A Lesson for Virginia Democrats in California’s Failed Universal Healthcare Bill

Maximilien François Marie Isidore de Robespierre

by James C. Sherlock

California is one of the five bluest states in the Union. Democrats have supermajorities in both houses of the state legislature and a sometimes-masked Democratic governor.

It can’t pass single-payer healthcare. It has not even been able to get a bill to the floor of the Assembly (lower house). It failed again today.

An object lesson for California politicians. Assembly Speaker Anthony Rendon, D-Lakewood, refused to bring a single-payer bill to a vote in 2017.

[That year]… after Assembly Speaker Anthony Rendon pulled the single-payer bill, [California Nurses Association President RoseAnn] DeMoro tweeted a picture of the iconic California grizzly bear being stabbed in the back with a knife emblazoned with Rendon’s name. The legislator — a Democrat — said he was besieged by death threats after that.

He is now a supporter.

There is a lesson for Virginia Democrats in the saga of single-payer in California.

Assembly Bill 1400, California Guaranteed Health Care for All Act (CalCare), which would have established a statewide single-payer healthcare system, did not make it to the floor for a vote yesterday.

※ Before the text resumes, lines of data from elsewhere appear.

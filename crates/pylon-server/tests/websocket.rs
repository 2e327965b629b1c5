//! WebSocket round trips through a real listen socket.

mod common;

use std::time::Duration;

use common::{loopback, next_event, next_event_of, start_server, wait_until};
use futures_util::{SinkExt, StreamExt};
use pylon_core::{BroadcastStatus, ConnectionId, EventKind, SendStatus};
use pylon_server::ServerConfig;
use tokio_tungstenite::tungstenite::protocol::frame::coding::CloseCode;
use tokio_tungstenite::tungstenite::protocol::CloseFrame;
use tokio_tungstenite::tungstenite::Message;
use tokio_tungstenite::{connect_async, MaybeTlsStream, WebSocketStream};

type Client = WebSocketStream<MaybeTlsStream<tokio::net::TcpStream>>;

async fn connect(port: u16) -> Client {
    let (client, _) = connect_async(format!("ws://127.0.0.1:{port}/ws"))
        .await
        .expect("upgrade should succeed");
    client
}

async fn next_message(client: &mut Client) -> Message {
    tokio::time::timeout(Duration::from_secs(5), client.next())
        .await
        .expect("message should arrive")
        .expect("stream should be open")
        .expect("frame should be valid")
}

#[tokio::test]
async fn open_message_and_reply() {
    let (server, port) = start_server(loopback());
    let mut client = connect(port).await;

    let open = next_event(&server).await;
    assert_eq!(open.kind(), EventKind::Open);
    assert!(open.payload().is_empty());
    let id: ConnectionId = open.correlation_id().parse().unwrap();

    client.send(Message::text("ping")).await.unwrap();
    let message = next_event(&server).await;
    assert_eq!(message.kind(), EventKind::Message);
    assert_eq!(message.correlation_id(), id.to_string());
    assert_eq!(message.payload().as_ref(), b"ping");

    assert_eq!(server.send_text(&id, "pong"), SendStatus::Success);
    assert_eq!(next_message(&mut client).await, Message::text("pong"));

    assert_eq!(server.send_binary(&id, vec![1u8, 2, 3]), SendStatus::Success);
    assert_eq!(
        next_message(&mut client).await,
        Message::binary(vec![1u8, 2, 3])
    );
}

#[tokio::test]
async fn client_close_fades_until_purge() {
    let (server, port) = start_server(loopback());
    let mut client = connect(port).await;
    let id: ConnectionId = next_event_of(&server, EventKind::Open)
        .await
        .correlation_id()
        .parse()
        .unwrap();
    assert_eq!(server.num_connected_clients(), 1);

    client
        .close(Some(CloseFrame {
            code: CloseCode::Normal,
            reason: "bye".into(),
        }))
        .await
        .unwrap();

    let close = next_event_of(&server, EventKind::Close).await;
    assert_eq!(close.correlation_id(), id.to_string());
    assert_eq!(&close.payload()[..2], &1000u16.to_be_bytes());
    assert_eq!(&close.payload()[2..], b"bye");

    assert_eq!(server.num_connected_clients(), 0);
    assert_eq!(server.send_text(&id, "late"), SendStatus::NotFound);
    assert_eq!(server.purge_faded(), 1);
    assert_eq!(server.purge_faded(), 0);
}

#[tokio::test]
async fn broadcast_skips_faded_connections() {
    let (server, port) = start_server(loopback());
    let mut first = connect(port).await;
    let mut second = connect(port).await;
    let mut third = connect(port).await;
    for _ in 0..3 {
        next_event_of(&server, EventKind::Open).await;
    }

    third.close(None).await.unwrap();
    next_event_of(&server, EventKind::Close).await;

    assert_eq!(server.broadcast_text("hello all"), BroadcastStatus::Success);
    assert_eq!(next_message(&mut first).await, Message::text("hello all"));
    assert_eq!(next_message(&mut second).await, Message::text("hello all"));

    assert_eq!(
        server.broadcast_text(vec![0xC3u8, 0x28]),
        BroadcastStatus::Dropped
    );
}

#[tokio::test]
async fn server_disconnect_sends_normal_close() {
    let (server, port) = start_server(loopback());
    let mut client = connect(port).await;
    let id: ConnectionId = next_event_of(&server, EventKind::Open)
        .await
        .correlation_id()
        .parse()
        .unwrap();

    assert!(server.disconnect(&id));
    match next_message(&mut client).await {
        Message::Close(Some(frame)) => assert_eq!(frame.code, CloseCode::Normal),
        other => panic!("expected close frame, got {other:?}"),
    }

    let close = next_event_of(&server, EventKind::Close).await;
    assert_eq!(close.correlation_id(), id.to_string());
}

#[tokio::test]
async fn echo_mode_returns_every_message() {
    let config = ServerConfig::builder().host("127.0.0.1").echo(true).build();
    let (server, port) = start_server(config);
    let mut client = connect(port).await;
    next_event_of(&server, EventKind::Open).await;

    client.send(Message::text("again")).await.unwrap();
    assert_eq!(next_message(&mut client).await, Message::text("again"));
    assert_eq!(
        next_event_of(&server, EventKind::Message).await.payload().as_ref(),
        b"again"
    );
}

#[tokio::test]
async fn unrouted_upgrade_is_rejected() {
    let (server, port) = start_server(loopback());
    let result = connect_async(format!("ws://127.0.0.1:{port}/nowhere")).await;
    assert!(result.is_err());

    tokio::time::sleep(Duration::from_millis(50)).await;
    assert!(!server.has_events());
    wait_until(|| server.num_connected_clients() == 0).await;
}
//! Server error types.

use thiserror::Error;

/// Result type for server operations.
pub type ServerResult<T> = Result<T, ServerError>;

/// Errors raised while managing the listen socket.
///
/// These never reach the host as panics; the server logs them and reports a
/// boolean result plus an ERROR envelope.
#[derive(Debug, Error)]
pub enum ServerError {
    /// Failed to bind the listen socket.
    #[error("failed to bind {addr}: {source}")]
    Bind {
        /// The address that could not be bound.
        addr: String,
        /// The underlying I/O error.
        #[source]
        source: std::io::Error,
    },

    /// A command was issued in the wrong server state.
    #[error("invalid server state: {0}")]
    InvalidState(String),

    /// Failed to build the engine runtime.
    #[error("failed to start engine runtime: {0}")]
    Runtime(#[source] std::io::Error),
}

impl ServerError {
    /// Creates a new bind error.
    pub fn bind(addr: impl Into<String>, source: std::io::Error) -> Self {
        Self::Bind {
            addr: addr.into(),
            source,
        }
    }

    /// Creates a new invalid state error.
    pub fn invalid_state(message: impl Into<String>) -> Self {
        Self::InvalidState(message.into())
    }

    /// Returns `true` for the one fatal condition, a failed bind.
    pub fn is_fatal(&self) -> bool {
        matches!(self, Self::Bind { .. })
    }
}

#[cfg(test)]
mod tests {
    use super::*;

    #[test]
    fn test_bind_error_display() {
        let err = ServerError::bind(
            "0.0.0.0:80",
            std::io::Error::new(std::io::ErrorKind::PermissionDenied, "denied"),
        );
        assert_eq!(err.to_string(), "failed to bind 0.0.0.0:80: denied");
        assert!(err.is_fatal());
    }

    #[test]
    fn test_invalid_state_not_fatal() {
        let err = ServerError::invalid_state("not listening");
        assert!(!err.is_fatal());
        assert_eq!(err.to_string(), "invalid server state: not listening");
    }
}
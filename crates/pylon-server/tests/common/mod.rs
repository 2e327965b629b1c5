//! Helpers shared by the integration tests.

#![allow(dead_code)]

use std::time::{Duration, Instant};

use pylon_core::{EventEnvelope, EventKind};
use pylon_server::{Server, ServerConfig, Verb};

/// How long a test waits for the engine before failing.
pub const EVENT_TIMEOUT: Duration = Duration::from_secs(5);

/// Starts a loopback server on an ephemeral port with the test routes.
pub fn start_server(config: ServerConfig) -> (Server, u16) {
    let server = Server::new(config).expect("server should start its engine");
    server.add_route(Verb::Ws, "/ws");
    server.add_route(Verb::Get, "/items/:id");
    server.add_route(Verb::Post, "/upload");
    server.add_route(Verb::Any, "/any/*");
    assert!(server.start_listening(0));

    let port = server.local_port().expect("listening server has a port");
    let listen = server.pop_event();
    assert_eq!(listen.kind(), EventKind::Listen);
    (server, port)
}

/// Loopback config with defaults otherwise.
pub fn loopback() -> ServerConfig {
    ServerConfig::builder().host("127.0.0.1").build()
}

/// Polls the queue until an envelope arrives.
pub async fn next_event(server: &Server) -> EventEnvelope {
    let deadline = Instant::now() + EVENT_TIMEOUT;
    loop {
        if server.has_events() {
            return server.pop_event();
        }
        assert!(Instant::now() < deadline, "timed out waiting for an event");
        tokio::time::sleep(Duration::from_millis(5)).await;
    }
}

/// Polls the queue until an envelope of `kind` arrives, skipping others.
pub async fn next_event_of(server: &Server, kind: EventKind) -> EventEnvelope {
    loop {
        let event = next_event(server).await;
        if event.kind() == kind {
            return event;
        }
    }
}

/// Polls `condition` until it holds.
pub async fn wait_until(mut condition: impl FnMut() -> bool) {
    let deadline = Instant::now() + EVENT_TIMEOUT;
    while !condition() {
        assert!(Instant::now() < deadline, "condition not reached in time");
        tokio::time::sleep(Duration::from_millis(5)).await;
    }
}

/// An HTTP client that never goes through a proxy.
pub fn http_client() -> reqwest::Client {
    reqwest::Client::builder()
        .no_proxy()
        .build()
        .expect("client should build")
}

The bill’s sponsor, Ash Kalra , D-San Jose, pulled it.

It became clear that we did not have the votes necessary for passage and I decided the best course of action is to not put AB 1400 for a vote today.

The healthcare provider community is split. California doctors’ organizations are opposed to CalCare.

But the California Nurses Association was fiercely in favor of the bill, and fiercely disappointed with Mr. Kalra. The Association accused him of:

…providing cover for those who would have been forced to go on the record about where they stand on guaranteed health care for all people in California.

Nurses are especially outraged that Kalra chose to just give up on patients across the state.

Lesson Number One.

The revolution does not tolerate evidence of lack of fervor, much less failure, even from those aligned with them politically. Ask Joe Biden.

Dig up Robespierre and ask his head.

Businesses. From the Silicon Valley Business Journal:

The California Chamber of Commerce led a coalition of 122 business interest groups in opposition to the bill, who largely objected to the proposed funding mechanism for CalCare, which would have come from a $163 billion tax increase. The overall cost could have been between $314 billion and $391 billion, according to a legislative analysis of the bill. That’s in line with how much health care in California costs currently — overall health care spending from all sources was $330 billion in 2021, according to the analysis.

Jim Wonderman, the president and CEO of the Bay Area Council, described Kalra’s bill a “disaster in the making” in a statement Monday afternoon. “It was unworkable and would have cost California taxpayers and businesses hundreds of billions in new taxes, with little or no hope that it would ever produce any results.”

Who knew? Single payer costs a lot and that matters, at least at the state level.

Health insurance industry. Another voice was that of Fitch Ratings in a statement yesterday:

In current form, AB 1400 would essentially eliminate the need for the health insurance industry in the state, with California becoming the single payer, including for current beneficiaries of Medicare.

The negative impact on credit profiles would be most pronounced for health insurers with operations that are heavily focused on California given the eventual elimination of their revenue base in the state.

“Impact on the credit profiles” is an interesting way to put it.

Hard to imagine that Fitch would need to remind lawmakers that the bill, if passed, would wipe out the health insurance industry in California.

But it reminded them anyway.

Virginia. This event in California pretty much defines the boundaries of any single-payer debate in Virginia.

Virginia Democratic politicians need to remember Lesson Number One.